Content starts

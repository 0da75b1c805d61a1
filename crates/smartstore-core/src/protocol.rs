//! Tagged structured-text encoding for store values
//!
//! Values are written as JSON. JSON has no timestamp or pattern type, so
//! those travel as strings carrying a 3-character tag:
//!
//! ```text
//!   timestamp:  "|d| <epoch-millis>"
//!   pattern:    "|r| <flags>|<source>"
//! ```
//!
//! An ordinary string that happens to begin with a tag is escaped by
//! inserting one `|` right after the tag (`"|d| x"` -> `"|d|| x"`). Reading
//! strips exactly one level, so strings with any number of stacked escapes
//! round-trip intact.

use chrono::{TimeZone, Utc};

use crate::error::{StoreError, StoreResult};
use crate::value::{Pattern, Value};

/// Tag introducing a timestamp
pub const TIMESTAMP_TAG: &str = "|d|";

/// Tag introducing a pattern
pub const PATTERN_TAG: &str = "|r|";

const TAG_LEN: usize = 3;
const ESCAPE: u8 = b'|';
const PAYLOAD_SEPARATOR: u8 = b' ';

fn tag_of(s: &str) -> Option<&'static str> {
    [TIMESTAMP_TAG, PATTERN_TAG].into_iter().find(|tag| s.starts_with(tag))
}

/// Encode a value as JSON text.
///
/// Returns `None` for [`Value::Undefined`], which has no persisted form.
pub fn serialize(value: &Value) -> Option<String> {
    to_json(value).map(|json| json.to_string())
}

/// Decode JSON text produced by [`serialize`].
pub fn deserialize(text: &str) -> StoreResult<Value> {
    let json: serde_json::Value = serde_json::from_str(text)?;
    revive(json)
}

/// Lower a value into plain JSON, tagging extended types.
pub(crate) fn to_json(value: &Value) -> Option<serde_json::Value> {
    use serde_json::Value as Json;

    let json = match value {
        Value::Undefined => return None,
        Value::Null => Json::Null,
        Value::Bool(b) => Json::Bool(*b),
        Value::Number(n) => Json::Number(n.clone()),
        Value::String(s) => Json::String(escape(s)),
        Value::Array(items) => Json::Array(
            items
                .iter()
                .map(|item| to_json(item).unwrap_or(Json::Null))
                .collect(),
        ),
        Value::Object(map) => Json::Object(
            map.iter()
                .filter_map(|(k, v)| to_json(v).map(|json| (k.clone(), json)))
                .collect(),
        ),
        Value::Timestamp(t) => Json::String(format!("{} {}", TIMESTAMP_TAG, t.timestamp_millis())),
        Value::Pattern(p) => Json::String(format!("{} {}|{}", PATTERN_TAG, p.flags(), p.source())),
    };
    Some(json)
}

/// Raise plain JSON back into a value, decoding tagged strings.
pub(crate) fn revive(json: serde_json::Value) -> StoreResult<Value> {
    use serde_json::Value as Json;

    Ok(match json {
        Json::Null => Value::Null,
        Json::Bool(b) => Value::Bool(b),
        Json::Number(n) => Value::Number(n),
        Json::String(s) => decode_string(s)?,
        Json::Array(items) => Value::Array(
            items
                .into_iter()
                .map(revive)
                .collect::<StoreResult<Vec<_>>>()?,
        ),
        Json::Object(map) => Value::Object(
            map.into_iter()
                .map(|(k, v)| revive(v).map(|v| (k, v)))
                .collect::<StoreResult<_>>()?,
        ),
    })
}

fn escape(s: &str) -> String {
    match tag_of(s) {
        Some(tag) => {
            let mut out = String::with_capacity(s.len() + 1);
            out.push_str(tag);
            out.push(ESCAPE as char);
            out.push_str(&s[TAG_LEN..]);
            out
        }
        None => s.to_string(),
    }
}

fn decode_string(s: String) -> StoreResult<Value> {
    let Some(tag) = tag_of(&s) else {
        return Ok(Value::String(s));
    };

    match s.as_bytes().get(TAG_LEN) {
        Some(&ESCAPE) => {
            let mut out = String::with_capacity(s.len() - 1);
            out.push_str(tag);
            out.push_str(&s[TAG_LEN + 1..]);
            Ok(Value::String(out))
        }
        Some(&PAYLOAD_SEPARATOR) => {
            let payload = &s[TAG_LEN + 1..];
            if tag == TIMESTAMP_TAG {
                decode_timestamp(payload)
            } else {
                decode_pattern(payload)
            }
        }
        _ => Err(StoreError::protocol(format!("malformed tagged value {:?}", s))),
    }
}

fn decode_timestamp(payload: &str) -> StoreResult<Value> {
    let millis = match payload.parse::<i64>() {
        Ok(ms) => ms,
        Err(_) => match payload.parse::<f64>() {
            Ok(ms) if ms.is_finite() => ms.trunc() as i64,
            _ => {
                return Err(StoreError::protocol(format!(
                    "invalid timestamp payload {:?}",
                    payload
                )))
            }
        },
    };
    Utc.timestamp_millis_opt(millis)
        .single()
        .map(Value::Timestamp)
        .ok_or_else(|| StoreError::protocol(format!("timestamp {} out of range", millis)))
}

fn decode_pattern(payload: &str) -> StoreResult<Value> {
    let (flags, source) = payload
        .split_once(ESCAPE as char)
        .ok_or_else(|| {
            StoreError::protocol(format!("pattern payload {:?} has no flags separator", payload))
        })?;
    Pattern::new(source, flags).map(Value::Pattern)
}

Content ends

ACTIVITY. Output the entries exactly. Leave nothing out.

ANSWER TO THIS TASK.
repository 0da75b1c805d61a1
filename crates/smartstore-core/src/protocol.rs
//! Tagged structured-text encoding for store values
//!
//! Values are written as JSON. JSON has no timestamp or pattern type, so
//! those travel as strings carrying a 3-character tag:
//!
//! ```text
//!   timestamp:  "|d| <epoch-millis>"
//!   pattern:    "|r| <flags>|<source>"
//! ```
//!
//! An ordinary string that happens to begin with a tag is escaped by
//! inserting one `|` right after the tag (`"|d| x"` -> `"|d|| x"`). Reading
//! strips exactly one level, so strings with any number of stacked escapes
//! round-trip intact.

use chrono::{TimeZone, Utc};

use crate::error::{StoreError, StoreResult};
use crate::value::{Pattern, Value};

/// Tag introducing a timestamp
pub const TIMESTAMP_TAG: &str = "|d|";

/// Tag introducing a pattern
pub const PATTERN_TAG: &str = "|r|";

const TAG_LEN: usize = 3;
const ESCAPE: u8 = b'|';
const PAYLOAD_SEPARATOR: u8 = b' ';

fn tag_of(s: &str) -> Option<&'static str> {
    [TIMESTAMP_TAG, PATTERN_TAG].into_iter().find(|tag| s.starts_with(tag))
}

/// Encode a value as JSON text.
///
/// Returns `None` for [`Value::Undefined`], which has no persisted form.
pub fn serialize(value: &Value) -> Option<String> {
    to_json(value).map(|json| json.to_string())
}

/// Decode JSON text produced by [`serialize`].
pub fn deserialize(text: &str) -> StoreResult<Value> {
    let json: serde_json::Value = serde_json::from_str(text)?;
    revive(json)
}

/// Lower a value into plain JSON, tagging extended types.
pub(crate) fn to_json(value: &Value) -> Option<serde_json::Value> {
    use serde_json::Value as Json;

    let json = match value {
        Value::Undefined => return None,
        Value::Null => Json::Null,
        Value::Bool(b) => Json::Bool(*b),
        Value::Number(n) => Json::Number(n.clone()),
        Value::String(s) => Json::String(escape(s)),
        Value::Array(items) => Json::Array(
            items
                .iter()
                .map(|item| to_json(item).unwrap_or(Json::Null))
                .collect(),
        ),
        Value::Object(map) => Json::Object(
            map.iter()
                .filter_map(|(k, v)| to_json(v).map(|json| (k.clone(), json)))
                .collect(),
        ),
        Value::Timestamp(t) => Json::String(format!("{} {}", TIMESTAMP_TAG, t.timestamp_millis())),
        Value::Pattern(p) => Json::String(format!("{} {}|{}", PATTERN_TAG, p.flags(), p.source())),
    };
    Some(json)
}

/// Raise plain JSON back into a value, decoding tagged strings.
pub(crate) fn revive(json: serde_json::Value) -> StoreResult<Value> {
    use serde_json::Value as Json;

    Ok(match json {
        Json::Null => Value::Null,
        Json::Bool(b) => Value::Bool(b),
        Json::Number(n) => Value::Number(n),
        Json::String(s) => decode_string(s)?,
        Json::Array(items) => Value::Array(
            items
                .into_iter()
                .map(revive)
                .collect::<StoreResult<Vec<_>>>()?,
        ),
        Json::Object(map) => Value::Object(
            map.into_iter()
                .map(|(k, v)| revive(v).map(|v| (k, v)))
                .collect::<StoreResult<_>>()?,
        ),
    })
}

fn escape(s: &str) -> String {
    match tag_of(s) {
        Some(tag) => {
            let mut out = String::with_capacity(s.len() + 1);
            out.push_str(tag);
            out.push(ESCAPE as char);
            out.push_str(&s[TAG_LEN..]);
            out
        }
        None => s.to_string(),
    }
}

fn decode_string(s: String) -> StoreResult<Value> {
    let Some(tag) = tag_of(&s) else {
        return Ok(Value::String(s));
    };

    match s.as_bytes().get(TAG_LEN) {
        Some(&ESCAPE) => {
            let mut out = String::with_capacity(s.len() - 1);
            out.push_str(tag);
            out.push_str(&s[TAG_LEN + 1..]);
            Ok(Value::String(out))
        }
        Some(&PAYLOAD_SEPARATOR) => {
            let payload = &s[TAG_LEN + 1..];
            if tag == TIMESTAMP_TAG {
                decode_timestamp(payload)
            } else {
                decode_pattern(payload)
            }
        }
        _ => Err(StoreError::protocol(format!("malformed tagged value {:?}", s))),
    }
}

fn decode_timestamp(payload: &str) -> StoreResult<Value> {
    let millis = match payload.parse::<i64>() {
        Ok(ms) => ms,
        Err(_) => match payload.parse::<f64>() {
            Ok(ms) if ms.is_finite() => ms.trunc() as i64,
            _ => {
                return Err(StoreError::protocol(format!(
                    "invalid timestamp payload {:?}",
                    payload
                )))
            }
        },
    };
    Utc.timestamp_millis_opt(millis)
        .single()
        .map(Value::Timestamp)
        .ok_or_else(|| StoreError::protocol(format!("timestamp {} out of range", millis)))
}

fn decode_pattern(payload: &str) -> StoreResult<Value> {
    let (flags, source) = payload
        .split_once(ESCAPE as char)
        .ok_or_else(|| {
            StoreError::protocol(format!("pattern payload {:?} has no flags separator", payload))
        })?;
    Pattern::new(source, flags).map(Value::Pattern)
}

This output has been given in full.